Advocacy Groups Urge DEA to Create Special Telehealth Registration for SUD Treatment

The Drug Enforcement Administration (DEA) is more than a year behind on creating a special registration process that would allow behavioral health providers to tele-prescribe certain medications for substance use disorder (SUD) treatment. 

Now, dozens of organizations are putting pressure on federal officials to change that, asking them to move forward and make medication-assisted treatment (MAT) accessible to all Americans regardless of where they live or whether they can travel.

More than 80 organizations — including the National Council for Behavioral Health, the American Psychiatric Association and other advocacy groups — have signed a letter asking DEA Acting Administrator Timothy Shea to get a move on.

Advertisement

“The undersigned organizations write to encourage the DEA to expedite and complete its efforts to implement a telemedicine special registration process enabling providers to safely prescribe controlled substances remotely,” the signatories wrote. “Our experience during COVID-19 has demonstrated the value of increased access to telemedicine to enable all qualified providers … to prescribe MAT to patients with opioid use disorder (OUD).”

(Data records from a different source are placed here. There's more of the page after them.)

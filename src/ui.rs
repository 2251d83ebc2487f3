use eframe::egui;

use super::app::AppModel;

/// Trait every tab/page implements.
/// Keeping per-tab state inside each struct makes it easy to add tabs.
pub trait TabPage {
    /// Unique, stable ID for the tab.
    fn id(&self) -> &'static str;

    /// Human-readable label shown in the sidebar.
    fn label(&self) -> &'static str;

    /// Draw the main content for this tab (right side).
    fn ui(&mut self, ui: &mut egui::Ui, model: &mut AppModel);

    /// Called every frame for every tab, visible or not.
    fn poll(&mut self, _ctx: &egui::Context, _model: &mut AppModel) {}
}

The issue at hand dates back to October 2018, when President Donald Trump signed the Substance Use-Disorder Prevention that Promotes Opioid Recovery and Treatment for Patients and Communities (SUPPORT) Act. It mandates the creation of the special registration process, which would allow qualified providers to tele-prescribe control substances to patients they haven’t seen in person.

Usually, such tele-subscription is not allowed under the Ryan Haight Act of 2008. It prohibits doctors from remotely prescribing controlled substances to patients until after they’ve conducted an in-person visit.

Advertisement

The idea behind the change is to make it easier for folks in rural areas and treatment desserts to access MAT, which is widely considered the gold standard of SUD care. But the DEA is dragging its feet. While it was supposed to come out with a special registration process a full year ago in October 2019, the DEA has still yet to do so.

That’s a point of contention for the dozens of advocacy organizations who signed the letter to Shea earlier this month.

“It has now been two full years since the SUPPORT Act was signed into law with no appreciable progress in moving forward a rulemaking process to implement this key telemedicine provision,” the letter said.

The lack of special registration is especially troubling given the COVID-19 emergency, the letter argues. Amid the coronavirus, drug overdose rates have spiked nationwide, making improved access to care especially important.

In response, both HHS and the DEA have temporarily waived a variety of telemedicine restrictions during the coronavirus public health emergency, making it possible for behavioral health providers to temporarily tele-prescribe controlled substances for MAT. However, those flexibilities alone are not enough, the organizations wrote to Shea. 

“While we appreciate these public health emergency-related changes, statute requires the implementation of a permanent regulation,” they said in the letter. “The time for that regulation is long overdue.”